Exercise objective:
Check each line below for the word "time", then please report how many lines have it and nothing more.

Supplied data:
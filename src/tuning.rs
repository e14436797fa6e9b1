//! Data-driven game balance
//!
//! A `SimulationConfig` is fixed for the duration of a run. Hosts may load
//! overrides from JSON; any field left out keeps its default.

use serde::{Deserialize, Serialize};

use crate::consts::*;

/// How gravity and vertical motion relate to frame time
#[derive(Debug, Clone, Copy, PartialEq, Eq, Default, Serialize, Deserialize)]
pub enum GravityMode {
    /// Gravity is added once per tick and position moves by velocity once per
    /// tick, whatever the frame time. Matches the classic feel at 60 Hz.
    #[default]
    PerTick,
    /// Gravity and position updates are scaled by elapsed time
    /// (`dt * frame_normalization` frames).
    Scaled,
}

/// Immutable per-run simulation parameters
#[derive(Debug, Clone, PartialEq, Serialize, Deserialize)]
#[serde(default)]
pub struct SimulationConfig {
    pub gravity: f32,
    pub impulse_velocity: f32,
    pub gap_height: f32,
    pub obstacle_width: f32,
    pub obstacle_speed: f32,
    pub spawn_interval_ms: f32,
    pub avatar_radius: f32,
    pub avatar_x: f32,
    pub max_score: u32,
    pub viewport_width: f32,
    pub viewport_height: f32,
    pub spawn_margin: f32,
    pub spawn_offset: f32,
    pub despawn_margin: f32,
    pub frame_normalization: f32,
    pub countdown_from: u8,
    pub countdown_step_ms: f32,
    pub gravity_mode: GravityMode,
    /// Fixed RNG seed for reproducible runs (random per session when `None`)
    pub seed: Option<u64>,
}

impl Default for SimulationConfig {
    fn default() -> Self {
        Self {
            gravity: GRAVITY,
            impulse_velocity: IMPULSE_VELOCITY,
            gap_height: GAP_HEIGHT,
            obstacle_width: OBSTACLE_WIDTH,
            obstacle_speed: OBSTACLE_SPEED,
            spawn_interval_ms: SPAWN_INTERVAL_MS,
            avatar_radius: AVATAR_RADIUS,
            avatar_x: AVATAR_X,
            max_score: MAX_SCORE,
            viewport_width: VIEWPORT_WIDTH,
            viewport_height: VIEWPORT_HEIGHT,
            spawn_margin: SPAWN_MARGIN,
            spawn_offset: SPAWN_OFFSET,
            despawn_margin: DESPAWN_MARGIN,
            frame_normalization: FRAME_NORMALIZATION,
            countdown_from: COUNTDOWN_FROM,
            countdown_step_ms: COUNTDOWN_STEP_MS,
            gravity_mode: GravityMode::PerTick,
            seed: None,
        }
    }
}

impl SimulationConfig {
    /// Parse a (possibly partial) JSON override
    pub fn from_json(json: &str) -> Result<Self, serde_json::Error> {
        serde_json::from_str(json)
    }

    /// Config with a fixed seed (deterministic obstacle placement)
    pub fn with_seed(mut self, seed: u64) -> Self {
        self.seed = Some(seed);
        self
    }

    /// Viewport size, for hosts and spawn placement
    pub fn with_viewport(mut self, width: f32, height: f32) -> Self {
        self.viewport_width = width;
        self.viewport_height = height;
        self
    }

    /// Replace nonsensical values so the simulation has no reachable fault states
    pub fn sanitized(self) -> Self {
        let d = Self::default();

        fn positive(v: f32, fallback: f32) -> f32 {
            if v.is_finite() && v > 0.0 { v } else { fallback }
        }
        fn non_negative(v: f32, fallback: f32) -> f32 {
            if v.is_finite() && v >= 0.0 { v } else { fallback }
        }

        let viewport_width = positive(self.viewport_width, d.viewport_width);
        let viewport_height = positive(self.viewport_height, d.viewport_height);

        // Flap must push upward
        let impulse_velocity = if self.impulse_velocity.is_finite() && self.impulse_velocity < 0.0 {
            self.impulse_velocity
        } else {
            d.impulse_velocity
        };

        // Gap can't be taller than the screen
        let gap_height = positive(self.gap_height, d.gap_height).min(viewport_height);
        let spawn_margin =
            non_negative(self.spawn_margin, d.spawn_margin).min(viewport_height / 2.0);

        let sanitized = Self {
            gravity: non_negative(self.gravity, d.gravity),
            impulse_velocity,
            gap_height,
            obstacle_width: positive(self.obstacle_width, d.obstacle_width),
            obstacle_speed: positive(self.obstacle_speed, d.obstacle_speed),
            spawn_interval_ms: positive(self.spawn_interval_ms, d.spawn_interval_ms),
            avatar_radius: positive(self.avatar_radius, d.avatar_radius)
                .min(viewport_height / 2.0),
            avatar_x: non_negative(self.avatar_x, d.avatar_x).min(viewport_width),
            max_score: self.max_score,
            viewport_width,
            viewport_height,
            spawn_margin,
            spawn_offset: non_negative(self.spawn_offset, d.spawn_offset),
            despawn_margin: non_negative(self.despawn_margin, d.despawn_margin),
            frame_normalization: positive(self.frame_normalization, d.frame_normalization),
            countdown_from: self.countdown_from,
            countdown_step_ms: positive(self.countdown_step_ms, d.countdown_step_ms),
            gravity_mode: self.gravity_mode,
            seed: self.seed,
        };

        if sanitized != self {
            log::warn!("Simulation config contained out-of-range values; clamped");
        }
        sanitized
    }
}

Result of this exercise:
3